Azathioprine is a conditionally recommended first-line treatment option for interstitial lung disease (ILD) in people with systemic autoimmune rheumatic diseases, including those with non-specific interstitial pneumonia (NSIP). When considering azathioprine for ILD treatment, particularly in the context of NSIP, it's essential to weigh the benefits and risks, as outlined in the 2023 American College of Rheumatology (ACR)/American College of Chest Physicians (CHEST) guideline for the treatment of interstitial lung disease in people with systemic autoimmune rheumatic diseases 1. Key points to consider include:

• The dosing regimen, which typically starts at 50 mg daily and can be titrated up to 2-3 mg/kg/day based on patient tolerance and response.
• The importance of thiopurine methyltransferase (TPMT) enzyme testing before initiating azathioprine to assess for genetic deficiency that could increase toxicity risk.
• Regular monitoring, including complete blood counts, liver function tests, and kidney function tests, initially every 1-2 weeks and then every 1-3 months once on a stable dose.
• Potential side effects, such as bone marrow suppression, hepatotoxicity, increased infection risk, and gastrointestinal disturbances, and the need for patients to report any signs of infection, unusual bleeding or bruising, or jaundice immediately.
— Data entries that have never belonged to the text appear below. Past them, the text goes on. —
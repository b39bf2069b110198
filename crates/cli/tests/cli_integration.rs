//! CLI integration tests for the calculation and ledger subcommands.
//!
//! Uses `assert_cmd` to spawn the `mrv` binary and verify exit codes,
//! stdout content, and stderr content. Every test runs in its own
//! temporary directory, so the default ledger and data directory land
//! there.

use assert_cmd::cargo::cargo_bin_cmd;
use assert_cmd::Command;
use predicates::prelude::*;
use std::fs;
use std::path::{Path, PathBuf};
use tempfile::TempDir;

fn fixture(name: &str) -> PathBuf {
    Path::new(env!("CARGO_MANIFEST_DIR"))
        .join("tests/fixtures")
        .join(name)
}

/// Helper: create a Command for the `mrv` binary, rooted at `dir`.
fn mrv(dir: &TempDir) -> Command {
    let mut cmd = cargo_bin_cmd!("mrv");
    cmd.current_dir(dir.path());
    cmd.env_remove("MRV_LOG");
    cmd
}

fn run_request(dir: &TempDir) -> serde_json::Value {
    let output = mrv(dir)
        .args(["--output", "json", "run"])
        .arg(fixture("request.json"))
        .output()
        .unwrap();
    assert!(output.status.success(), "{}", String::from_utf8_lossy(&output.stderr));
    serde_json::from_slice(&output.stdout).unwrap()
}

fn request_with(dir: &TempDir, name: &str, edit: impl FnOnce(&mut serde_json::Value)) -> PathBuf {
    let mut value: serde_json::Value =
        serde_json::from_str(&fs::read_to_string(fixture("request.json")).unwrap()).unwrap();
    edit(&mut value);
    let path = dir.path().join(name);
    fs::write(&path, serde_json::to_string_pretty(&value).unwrap()).unwrap();
    path
}

// ──────────────────────────────────────────────
// 1. Help and version
// ──────────────────────────────────────────────

#[test]
fn help_exits_0_with_description() {
    let tmp = TempDir::new().unwrap();
    mrv(&tmp)
        .arg("--help")
        .assert()
        .success()
        .stdout(predicate::str::contains("MRV calculation and audit engine"));
}

#[test]
fn version_exits_0() {
    let tmp = TempDir::new().unwrap();
    mrv(&tmp)
        .arg("--version")
        .assert()
        .success()
        .stdout(predicate::str::contains("mrv"));
}

// ──────────────────────────────────────────────
// 2. Run
// ──────────────────────────────────────────────

#[test]
fn run_records_snapshot_and_prints_hashes() {
    let tmp = TempDir::new().unwrap();
    let summary = run_request(&tmp);
    assert_eq!(summary["snapshot_id"], 1);
    assert_eq!(summary["subject"], "P-2025/F1");
    assert_eq!(summary["facility_tco2e"], "111156.5");
    assert_eq!(summary["compliance_status"], "pass");
    assert_eq!(summary["locked"], false);
    assert_eq!(summary["input_hash"].as_str().unwrap().len(), 64);
    assert_eq!(summary["result_hash"].as_str().unwrap().len(), 64);

    assert!(tmp.path().join("mrv-ledger.json").exists());
    assert!(tmp.path().join("mrv-data/factors.json").exists());
    for sha in summary["datasets"].as_array().unwrap() {
        let file = format!("mrv-data/datasets/{}.json", sha.as_str().unwrap());
        assert!(tmp.path().join(file).exists());
    }
}

#[test]
fn run_text_output_names_the_snapshot() {
    let tmp = TempDir::new().unwrap();
    mrv(&tmp)
        .arg("run")
        .arg(fixture("request.json"))
        .assert()
        .success()
        .stdout(predicate::str::contains("snapshot 1 (P-2025/F1)"))
        .stdout(predicate::str::contains("facility_tco2e: 111156.5"));
}

#[test]
fn same_request_gives_same_hashes() {
    let a = run_request(&TempDir::new().unwrap());
    let b = run_request(&TempDir::new().unwrap());
    assert_eq!(a["input_hash"], b["input_hash"]);
    assert_eq!(a["result_hash"], b["result_hash"]);
}

#[test]
fn run_with_toml_config_changes_the_input_hash() {
    let tmp = TempDir::new().unwrap();
    let plain = run_request(&tmp);
    let output = mrv(&tmp)
        .args(["--output", "json", "run"])
        .arg(fixture("request.json"))
        .arg("--config")
        .arg(fixture("engine.toml"))
        .output()
        .unwrap();
    assert!(output.status.success());
    let configured: serde_json::Value = serde_json::from_slice(&output.stdout).unwrap();
    assert_ne!(plain["input_hash"], configured["input_hash"]);
    assert_eq!(configured["previous_snapshot_hash"], plain["snapshot_hash"]);
}

#[test]
fn input_error_exits_1_and_persists_nothing() {
    let tmp = TempDir::new().unwrap();
    let request = request_with(&tmp, "zero.json", |v| {
        v["activity"]["production"] = serde_json::json!([
            { "facility_id": "F1", "product_code": "A", "quantity": "0", "unit": "t" }
        ]);
        v["activity"]["exports"] = serde_json::json!([]);
    });
    mrv(&tmp)
        .arg("run")
        .arg(&request)
        .assert()
        .failure()
        .code(1)
        .stderr(predicate::str::contains("error: production total is 0"));
    assert!(!tmp.path().join("mrv-ledger.json").exists());

    mrv(&tmp)
        .arg("list")
        .assert()
        .success()
        .stdout(predicate::str::contains("no snapshots"));
}

#[test]
fn missing_factor_error_names_the_field() {
    let tmp = TempDir::new().unwrap();
    let request = request_with(&tmp, "no-ef.json", |v| {
        v["factors"].as_array_mut().unwrap().remove(1);
    });
    mrv(&tmp)
        .arg("run")
        .arg(&request)
        .assert()
        .failure()
        .stderr(predicate::str::contains("fuel[0].ef"));
}

#[test]
fn missing_request_file_reports_json_error() {
    let tmp = TempDir::new().unwrap();
    mrv(&tmp)
        .args(["--output", "json", "run", "nope.json"])
        .assert()
        .failure()
        .code(1)
        .stderr(predicate::str::contains("\"error\""))
        .stderr(predicate::str::contains("file not found"));
}

// ──────────────────────────────────────────────
// 3. Ledger
// ──────────────────────────────────────────────

#[test]
fn list_filters_by_project() {
    let tmp = TempDir::new().unwrap();
    run_request(&tmp);
    mrv(&tmp)
        .arg("list")
        .assert()
        .success()
        .stdout(predicate::str::contains("P-2025/F1"))
        .stdout(predicate::str::contains("draft"));
    mrv(&tmp)
        .args(["list", "--project", "OTHER"])
        .assert()
        .success()
        .stdout(predicate::str::contains("no snapshots"));
}

#[test]
fn locked_snapshot_cannot_be_deleted() {
    let tmp = TempDir::new().unwrap();
    run_request(&tmp);
    mrv(&tmp)
        .args(["lock", "1"])
        .assert()
        .success()
        .stdout(predicate::str::contains("locked snapshot 1"));
    mrv(&tmp)
        .args(["delete", "1"])
        .assert()
        .failure()
        .code(1)
        .stderr(predicate::str::contains("snapshot 1 is locked"));
}

#[test]
fn draft_snapshot_can_be_deleted() {
    let tmp = TempDir::new().unwrap();
    run_request(&tmp);
    mrv(&tmp).args(["delete", "1"]).assert().success();
    mrv(&tmp)
        .args(["lock", "1"])
        .assert()
        .failure()
        .stderr(predicate::str::contains("snapshot not found: 1"));
}

#[test]
fn reruns_form_an_intact_chain() {
    let tmp = TempDir::new().unwrap();
    let first = run_request(&tmp);
    let second = run_request(&tmp);
    assert_eq!(second["snapshot_id"], 2);
    assert_eq!(second["previous_snapshot_hash"], first["snapshot_hash"]);
    mrv(&tmp)
        .args(["chain", "P-2025", "F1"])
        .assert()
        .success()
        .stdout(predicate::str::contains("intact (2 snapshots"));
}

// ──────────────────────────────────────────────
// 4. Replay and check
// ──────────────────────────────────────────────

#[test]
fn replay_of_locked_snapshot_passes() {
    let tmp = TempDir::new().unwrap();
    mrv(&tmp)
        .arg("run")
        .arg(fixture("request.json"))
        .arg("--lock")
        .assert()
        .success();
    mrv(&tmp)
        .args(["replay", "1"])
        .assert()
        .success()
        .stdout(predicate::str::contains("PASS"))
        .stdout(predicate::str::contains("MISMATCH").not());
}

#[test]
fn replay_with_drifted_factor_fails() {
    let tmp = TempDir::new().unwrap();
    run_request(&tmp);
    let recorded = fs::read_to_string(tmp.path().join("mrv-data/factors.json")).unwrap();
    let mut factors: serde_json::Value = serde_json::from_str(&recorded).unwrap();
    for f in factors.as_array_mut().unwrap() {
        if f["kind"] == "ef" {
            f["value"] = serde_json::json!("56.2");
        }
    }
    let drifted = tmp.path().join("drifted.json");
    fs::write(&drifted, factors.to_string()).unwrap();

    mrv(&tmp)
        .args(["replay", "1", "--factors"])
        .arg(&drifted)
        .assert()
        .failure()
        .code(1)
        .stdout(predicate::str::contains("FAIL"))
        .stdout(predicate::str::contains("MISMATCH"))
        .stderr(predicate::str::contains("does not match"));
}

#[test]
fn replay_without_datasets_is_an_error() {
    let tmp = TempDir::new().unwrap();
    run_request(&tmp);
    fs::remove_dir_all(tmp.path().join("mrv-data/datasets")).unwrap();
    mrv(&tmp)
        .args(["replay", "1"])
        .assert()
        .failure()
        .stderr(predicate::str::contains("is not available"));
}

#[test]
fn check_reevaluates_recorded_compliance() {
    let tmp = TempDir::new().unwrap();
    run_request(&tmp);
    let output = mrv(&tmp)
        .args(["--output", "json", "check", "1"])
        .output()
        .unwrap();
    assert!(output.status.success());
    let report: serde_json::Value = serde_json::from_slice(&output.stdout).unwrap();
    assert_eq!(report["status"], "pass");
    assert_eq!(report["matches_recorded"], true);
    assert!(!report["checks"].as_array().unwrap().is_empty());
}

#[test]
fn check_fails_without_monitoring_plan() {
    let tmp = TempDir::new().unwrap();
    let request = request_with(&tmp, "no-plan.json", |v| {
        v.as_object_mut().unwrap().remove("monitoring_plan");
    });
    mrv(&tmp).arg("run").arg(&request).assert().success();
    mrv(&tmp)
        .args(["check", "1"])
        .assert()
        .failure()
        .code(1)
        .stdout(predicate::str::contains("[fail]"))
        .stderr(predicate::str::contains("fails compliance"));
}

#[test]
fn quiet_suppresses_output() {
    let tmp = TempDir::new().unwrap();
    mrv(&tmp)
        .args(["--quiet", "run"])
        .arg(fixture("request.json"))
        .assert()
        .success()
        .stdout(predicate::str::is_empty());
}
Azathioprine's mechanism of action in NSIP involves suppressing T-cell function and reducing inflammation in lung tissue, making it a valuable option when corticosteroids alone are insufficient or to facilitate steroid dose reduction 1.

From the Research

Azathioprine in ILD NSIP

• Azathioprine is used as an immunosuppressive agent in the treatment of interstitial lung disease (ILD), including non-specific interstitial pneumonia (NSIP) 2, 3.
• The treatment of ILD, particularly NSIP, is not well established, but azathioprine has been reported as an alternative to cyclophosphamide 2.
• In patients with fibrotic connective tissue disease-associated interstitial lung disease, azathioprine has been shown to be associated with pulmonary function stability over time, with a marginal improvement 4.
• However, a significant minority of patients may not tolerate azathioprine due to non-respiratory side effects 4.
• Azathioprine hypersensitivity syndrome is a rare but potentially life-threatening condition that can occur in patients treated with azathioprine, and clinicians should be aware of this possibility 5.

Treatment Approaches

• Immunomodulatory agents, including azathioprine, are the cornerstone of therapy for ILDs other than idiopathic pulmonary fibrosis (IPF) 3.
• The choice of immunomodulatory agent depends on the specific ILD and the patient's underlying condition 3.
• Azathioprine can be used in combination with other immunosuppressive agents, such as mycophenolate mofetil, to treat ILD 4.

Idiopathic NSIP

• Idiopathic NSIP is a rare diagnosis that requires exclusion of other possible causes, including connective tissue disease and toxins 6.
• Patients with idiopathic NSIP typically present with dyspnea, cough, and constitutional symptoms, and have a female predominance 6.
• Treatment of idiopathic NSIP is generally instituted in the form of immunosuppression, although the prognosis is favorable compared to idiopathic pulmonary fibrosis 6.